#### [TASK TO COMPLETE]
Below are records; copy every line in them that holds the word "RampingArrivalRate".

#### [Collected data entries]
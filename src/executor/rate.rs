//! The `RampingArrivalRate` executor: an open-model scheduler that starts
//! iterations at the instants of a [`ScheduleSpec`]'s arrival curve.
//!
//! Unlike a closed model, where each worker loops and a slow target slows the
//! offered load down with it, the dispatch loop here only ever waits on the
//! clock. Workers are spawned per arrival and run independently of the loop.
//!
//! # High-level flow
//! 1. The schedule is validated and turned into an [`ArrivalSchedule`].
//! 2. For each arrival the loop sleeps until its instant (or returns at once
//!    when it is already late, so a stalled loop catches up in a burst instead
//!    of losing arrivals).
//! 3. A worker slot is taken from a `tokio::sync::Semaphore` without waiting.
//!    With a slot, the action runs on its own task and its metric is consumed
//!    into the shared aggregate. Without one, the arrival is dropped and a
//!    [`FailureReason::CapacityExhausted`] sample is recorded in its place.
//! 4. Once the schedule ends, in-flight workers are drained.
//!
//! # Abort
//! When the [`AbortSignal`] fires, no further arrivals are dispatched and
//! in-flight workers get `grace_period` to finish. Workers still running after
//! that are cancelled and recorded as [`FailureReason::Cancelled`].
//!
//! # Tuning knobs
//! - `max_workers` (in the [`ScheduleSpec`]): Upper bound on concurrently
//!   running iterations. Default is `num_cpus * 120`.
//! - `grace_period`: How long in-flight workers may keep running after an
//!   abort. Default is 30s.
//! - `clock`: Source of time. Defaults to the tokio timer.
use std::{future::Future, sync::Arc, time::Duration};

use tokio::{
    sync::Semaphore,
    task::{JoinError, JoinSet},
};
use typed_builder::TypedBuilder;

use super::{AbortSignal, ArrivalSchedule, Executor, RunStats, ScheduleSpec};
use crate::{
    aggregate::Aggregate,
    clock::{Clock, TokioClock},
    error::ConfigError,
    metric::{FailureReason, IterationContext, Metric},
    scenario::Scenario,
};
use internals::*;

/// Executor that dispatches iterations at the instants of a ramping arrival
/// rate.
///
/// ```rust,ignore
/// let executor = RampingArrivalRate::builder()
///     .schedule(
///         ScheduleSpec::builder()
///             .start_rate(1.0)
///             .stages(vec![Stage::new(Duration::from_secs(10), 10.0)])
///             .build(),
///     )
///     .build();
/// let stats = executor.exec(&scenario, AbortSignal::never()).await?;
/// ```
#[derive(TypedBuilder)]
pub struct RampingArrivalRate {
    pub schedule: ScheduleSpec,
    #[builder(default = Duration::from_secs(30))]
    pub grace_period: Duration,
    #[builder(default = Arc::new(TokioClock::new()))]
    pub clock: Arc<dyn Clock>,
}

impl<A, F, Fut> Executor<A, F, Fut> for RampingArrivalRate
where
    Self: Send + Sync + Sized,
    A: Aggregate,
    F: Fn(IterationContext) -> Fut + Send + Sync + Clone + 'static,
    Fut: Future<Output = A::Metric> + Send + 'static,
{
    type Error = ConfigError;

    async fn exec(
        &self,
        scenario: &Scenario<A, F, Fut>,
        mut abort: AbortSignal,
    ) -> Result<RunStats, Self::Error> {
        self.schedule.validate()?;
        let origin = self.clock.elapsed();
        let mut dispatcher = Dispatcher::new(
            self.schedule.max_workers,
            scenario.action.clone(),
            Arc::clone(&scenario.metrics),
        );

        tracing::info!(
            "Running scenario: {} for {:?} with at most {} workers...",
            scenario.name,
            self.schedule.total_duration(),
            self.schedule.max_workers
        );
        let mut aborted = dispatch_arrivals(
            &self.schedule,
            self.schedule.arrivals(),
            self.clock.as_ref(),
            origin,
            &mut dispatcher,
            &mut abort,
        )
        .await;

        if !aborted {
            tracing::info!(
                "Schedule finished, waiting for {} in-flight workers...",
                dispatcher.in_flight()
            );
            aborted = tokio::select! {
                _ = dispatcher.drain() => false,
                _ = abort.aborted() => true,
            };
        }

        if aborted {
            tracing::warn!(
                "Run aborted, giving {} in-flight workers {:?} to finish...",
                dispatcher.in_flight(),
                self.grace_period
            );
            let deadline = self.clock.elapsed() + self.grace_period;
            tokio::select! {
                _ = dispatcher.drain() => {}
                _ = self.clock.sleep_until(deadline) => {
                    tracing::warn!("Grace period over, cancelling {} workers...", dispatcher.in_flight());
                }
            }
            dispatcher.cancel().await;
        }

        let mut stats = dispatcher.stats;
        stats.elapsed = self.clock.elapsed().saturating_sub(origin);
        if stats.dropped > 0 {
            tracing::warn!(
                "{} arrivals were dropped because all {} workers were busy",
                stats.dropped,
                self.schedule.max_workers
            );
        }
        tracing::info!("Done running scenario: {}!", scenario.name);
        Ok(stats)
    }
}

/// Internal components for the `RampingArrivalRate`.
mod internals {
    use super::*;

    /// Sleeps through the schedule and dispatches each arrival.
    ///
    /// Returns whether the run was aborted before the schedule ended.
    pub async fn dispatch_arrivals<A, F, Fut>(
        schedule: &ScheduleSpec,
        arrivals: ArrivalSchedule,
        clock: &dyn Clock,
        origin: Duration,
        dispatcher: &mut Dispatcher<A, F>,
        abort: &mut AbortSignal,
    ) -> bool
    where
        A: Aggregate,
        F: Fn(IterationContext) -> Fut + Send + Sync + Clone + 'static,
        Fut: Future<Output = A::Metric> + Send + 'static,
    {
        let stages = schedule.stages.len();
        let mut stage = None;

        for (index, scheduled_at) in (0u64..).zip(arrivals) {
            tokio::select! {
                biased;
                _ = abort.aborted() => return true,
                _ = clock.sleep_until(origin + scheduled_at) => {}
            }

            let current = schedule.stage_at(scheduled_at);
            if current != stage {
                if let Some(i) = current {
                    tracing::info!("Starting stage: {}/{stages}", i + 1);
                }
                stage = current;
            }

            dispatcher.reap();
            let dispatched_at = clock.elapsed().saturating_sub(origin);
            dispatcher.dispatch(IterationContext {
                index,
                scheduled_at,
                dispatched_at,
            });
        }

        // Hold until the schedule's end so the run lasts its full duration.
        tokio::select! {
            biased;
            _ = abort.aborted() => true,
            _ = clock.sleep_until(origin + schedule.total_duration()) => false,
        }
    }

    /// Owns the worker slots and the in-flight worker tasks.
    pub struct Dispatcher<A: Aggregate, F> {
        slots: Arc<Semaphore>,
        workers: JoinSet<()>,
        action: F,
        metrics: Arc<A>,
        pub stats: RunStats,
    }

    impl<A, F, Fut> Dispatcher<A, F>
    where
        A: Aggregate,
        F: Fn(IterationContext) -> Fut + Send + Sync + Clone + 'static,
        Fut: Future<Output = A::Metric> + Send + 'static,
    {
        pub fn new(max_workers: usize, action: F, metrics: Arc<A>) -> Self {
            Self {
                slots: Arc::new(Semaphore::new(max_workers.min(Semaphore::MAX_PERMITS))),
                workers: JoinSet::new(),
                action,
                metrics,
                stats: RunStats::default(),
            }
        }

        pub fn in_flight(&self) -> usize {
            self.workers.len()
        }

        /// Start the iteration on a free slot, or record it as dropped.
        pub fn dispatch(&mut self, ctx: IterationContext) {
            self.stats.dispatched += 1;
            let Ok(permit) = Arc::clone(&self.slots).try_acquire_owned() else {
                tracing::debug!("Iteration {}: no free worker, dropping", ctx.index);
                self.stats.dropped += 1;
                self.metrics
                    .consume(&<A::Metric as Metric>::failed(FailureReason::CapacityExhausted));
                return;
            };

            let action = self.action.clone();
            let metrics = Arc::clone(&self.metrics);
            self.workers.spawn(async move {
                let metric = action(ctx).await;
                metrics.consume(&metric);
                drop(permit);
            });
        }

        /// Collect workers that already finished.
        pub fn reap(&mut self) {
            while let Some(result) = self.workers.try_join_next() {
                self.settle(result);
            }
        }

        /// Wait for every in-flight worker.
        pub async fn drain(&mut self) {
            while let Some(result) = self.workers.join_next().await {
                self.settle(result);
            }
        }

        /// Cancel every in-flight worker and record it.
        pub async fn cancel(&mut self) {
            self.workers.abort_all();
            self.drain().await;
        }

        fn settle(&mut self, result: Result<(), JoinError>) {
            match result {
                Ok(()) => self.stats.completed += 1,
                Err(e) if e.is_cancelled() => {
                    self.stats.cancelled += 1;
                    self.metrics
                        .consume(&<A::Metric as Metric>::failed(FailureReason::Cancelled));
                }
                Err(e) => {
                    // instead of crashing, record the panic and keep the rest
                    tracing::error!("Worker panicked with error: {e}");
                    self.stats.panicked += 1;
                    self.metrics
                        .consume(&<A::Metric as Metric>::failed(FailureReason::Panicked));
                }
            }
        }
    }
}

#### [TASK RESPONSE]
//! The `RampingArrivalRate` executor: an open-model scheduler that starts
/// let executor = RampingArrivalRate::builder()
pub struct RampingArrivalRate {
impl<A, F, Fut> Executor<A, F, Fut> for RampingArrivalRate
/// Internal components for the `RampingArrivalRate`.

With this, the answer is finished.